By all accounts, he was the least judgmental human being who’s walked the earth and was generous almost to a fault.  He would give away his day’s pay to a starving family when his own children were hungry. He would offer his coat to a shivering hitchhiker and catch a cold on his way home.  He possessed an unequaled generosity of spirit, of openness.  He held a hunger to experience the world and the people of the world and he wrote, or painted, or sang about every single person he ever met in his life.  He retained the childlike wonder of the unknown that most of us lose too early in life.  He continued to embrace the known and the unknown even as he lay dying.  He had the exceptional gift to be just who was at all times.
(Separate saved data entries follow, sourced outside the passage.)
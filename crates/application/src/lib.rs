//! Jenkin Application Layer
pub mod ports;
pub mod use_cases;
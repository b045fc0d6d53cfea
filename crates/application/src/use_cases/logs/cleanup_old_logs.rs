use crate::ports::{Clock, LogStore, LogStoreConnection, SystemClock};
use jenkin_domain::{
    BatchOutcome, BatchStage, PruneError, PruneReport, RetentionCutoff, RetentionSettings,
};
use std::sync::Arc;
use tokio::sync::Mutex;
use tokio_util::sync::CancellationToken;
use tracing::{debug, error, info, warn};

/// Deletes expired rows from the log table in small, paced transactions.
///
/// A run opens one connection, fixes its cutoff, then repeats
/// begin/delete/commit until a batch removes nothing. The first failed batch
/// is rolled back and ends the run; batches committed before it stay deleted.
/// At most one run executes at a time per use case instance.
pub struct CleanupOldLogsUseCase {
    store: Arc<dyn LogStore>,
    clock: Arc<dyn Clock>,
    settings: RetentionSettings,
    run_lock: Mutex<()>,
}

impl CleanupOldLogsUseCase {
    pub fn new(store: Arc<dyn LogStore>, settings: RetentionSettings) -> Self {
        Self {
            store,
            clock: Arc::new(SystemClock),
            settings,
            run_lock: Mutex::new(()),
        }
    }

    pub fn with_clock(mut self, clock: Arc<dyn Clock>) -> Self {
        self.clock = clock;
        self
    }

    pub fn settings(&self) -> &RetentionSettings {
        &self.settings
    }

    pub async fn execute(&self) -> Result<PruneReport, PruneError> {
        self.execute_with(&self.settings, &CancellationToken::new())
            .await
    }

    /// Runs once with explicit settings. `shutdown` is checked at every pause
    /// between batches.
    pub async fn execute_with(
        &self,
        settings: &RetentionSettings,
        shutdown: &CancellationToken,
    ) -> Result<PruneReport, PruneError> {
        let Ok(_running) = self.run_lock.try_lock() else {
            warn!("Log retention run skipped, previous run still in progress");
            return Err(PruneError::AlreadyRunning);
        };

        info!(
            retention_days = settings.retention_days(),
            batch_size = settings.batch_size(),
            "Log retention run started"
        );

        let mut conn = self.store.open().await.map_err(|e| {
            error!(error = %e, "Log retention failed to open log store");
            PruneError::Connection(e)
        })?;

        let cutoff = RetentionCutoff::from_now(self.clock.now(), settings.retention_days());
        debug!(cutoff = %cutoff, "Log retention cutoff computed");

        let result = prune_batches(conn.as_mut(), cutoff, settings, shutdown).await;
        conn.close().await;

        let report = result?;
        info!(
            cutoff = %report.cutoff,
            deleted = report.total_deleted,
            batches = report.transactions(),
            "Log retention run completed"
        );
        Ok(report)
    }
}

async fn prune_batches(
    conn: &mut dyn LogStoreConnection,
    cutoff: RetentionCutoff,
    settings: &RetentionSettings,
    shutdown: &CancellationToken,
) -> Result<PruneReport, PruneError> {
    let mut batches = Vec::new();
    let mut total_deleted: u64 = 0;

    loop {
        let batch = batches.len() as u64 + 1;

        match delete_batch(conn, &cutoff, settings.batch_size()).await {
            BatchOutcome::Deleted(deleted) => {
                total_deleted += deleted;
                batches.push(deleted);
                debug!(batch, deleted, "Log retention batch committed");
                if deleted == 0 {
                    break;
                }
            }
            BatchOutcome::Failed { stage, cause } => {
                error!(
                    batch,
                    stage = %stage,
                    committed = total_deleted,
                    error = %cause,
                    "Log retention batch failed, transaction rolled back"
                );
                return Err(PruneError::BatchDelete {
                    batch,
                    stage,
                    deleted: total_deleted,
                    cause,
                });
            }
        }

        tokio::select! {
            biased;
            _ = shutdown.cancelled() => {
                warn!(deleted = total_deleted, "Log retention run cancelled");
                return Err(PruneError::Cancelled { deleted: total_deleted });
            }
            _ = tokio::time::sleep(settings.batch_delay()) => {}
        }
    }

    Ok(PruneReport {
        cutoff,
        total_deleted,
        batches,
    })
}

async fn delete_batch(
    conn: &mut dyn LogStoreConnection,
    cutoff: &RetentionCutoff,
    limit: u32,
) -> BatchOutcome {
    let mut tx = match conn.begin().await {
        Ok(tx) => tx,
        Err(cause) => {
            return BatchOutcome::Failed {
                stage: BatchStage::Begin,
                cause,
            }
        }
    };

    let deleted = match tx.delete_older_than(cutoff, limit).await {
        Ok(deleted) => deleted,
        Err(cause) => {
            if let Err(e) = tx.rollback().await {
                warn!(error = %e, "Log retention rollback failed");
            }
            return BatchOutcome::Failed {
                stage: BatchStage::Delete,
                cause,
            };
        }
    };

    match tx.commit().await {
        Ok(()) => BatchOutcome::Deleted(deleted),
        Err(cause) => BatchOutcome::Failed {
            stage: BatchStage::Commit,
            cause,
        },
    }
}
Through the years, his politics faded into the background and less and less was said or written about his “radical” nature.   Rightfully so, his music has been brought into the light, given the credit and acclaim it deserves but rarely received during his life.   He only recorded (400) songs but left countless thousands of others for us to discover after his death.  Billy Bragg, Jeff Tweedy, Bruce Springsteen, and Tom Morello: these are just a few of the artists who have recorded and reintroduced Guthrie’s lyrical genius to the world.  His musical legacy is still very much alive today.
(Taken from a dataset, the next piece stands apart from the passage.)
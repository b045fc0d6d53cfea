pub mod response;
pub mod retention;

pub use response::ApiResponse;
pub use retention::{RetentionReportDto, RunRetentionRequest};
I have a print of a quote of his from an undocumented performance monologue hanging in my studio.  Every morning before I go to work, or go to play, or to mow the yard or to go do whatever it is that I’m off to do that day I read every word of the print:

            I hate a song that makes you think that you are not any good. I hate a song that makes you think that you are just born to lose, bound to lose. No good to nobody. No good for nothing. Because you are too old or too young or too fat or too slim, too ugly or too this or too that…songs that run you down or poke fun at you on account of your bad luck or hard traveling.


            I am out to fight those songs to my very last breath of air and my last drop of blood. I am out to sing songs that will prove to you that this is your world and that if it has hit you pretty hard and knocked you for a dozen loops, no matter what color, what size you are, how you are built…I am out to sing the songs that make you take pride in yourself and in your work. And the songs that I sing are made up for the most part by all sorts of folks just about like you.
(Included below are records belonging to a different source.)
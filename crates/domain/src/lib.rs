//! Jenkin Domain Layer
pub mod config;
pub mod content_type;
pub mod errors;
pub mod log_retention;

pub use config::{CliOverrides, Config, ConfigError};
pub use content_type::{ContentTypeError, ContentTypeGroup, ContentTypeValidator};
pub use errors::DomainError;
pub use log_retention::{
    format_timestamp, BatchOutcome, BatchStage, PruneError, PruneReport, RetentionCutoff,
    RetentionSettings, TIMESTAMP_FORMAT,
};
use serde::{Deserialize, Serialize};

#[derive(Debug, Clone, Copy, Default, PartialEq, Eq, Deserialize, Serialize)]
#[serde(rename_all = "lowercase")]
pub enum LogFormat {
    #[default]
    Pretty,
    Json,
}

#[derive(Debug, Clone, Deserialize, Serialize)]
pub struct LoggingConfig {
    #[serde(default = "default_log_level")]
    pub level: String,

    #[serde(default)]
    pub format: LogFormat,
}

impl Default for LoggingConfig {
    fn default() -> Self {
        Self {
            level: default_log_level(),
            format: LogFormat::default(),
        }
    }
}

fn default_log_level() -> String {
    "info".to_string()
}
            I could hire out to the other side, the big money side and get several dollars every week just to quit singing my own kind of songs.  To sing the kind that knock you down still farther and the ones that poke fun at you even more and the ones that make you think that you’ve not got any sense at all.  But I decided a long time ago that I’d starve to death before I’d sing any such songs as that.  The radio waves and your movies and your jukeboxes and your songbooks are already loaded down and running over with such no good songs as that anyhow.

These words are supposedly about how he approached the craft of songwriting but they transcend that endeavor and speak volumes about his true character.  I am not a singer of songs. I don’t have the gifts that he had, but I understand what he was saying.  For me these words are a treatise on how to conduct oneself on the daily and they fully illuminate the kind, thoughtful, patriotic man that Woody was. 

I believe that reading his words every morning makes me a better man.

Happy Birthday Woody.  I hope you’ve found the peace in death, that you were always searching for in life.



“Left wing, right wing, chicken wing — it’s all the same
to me. I sing my songs wherever I can sing ’em.”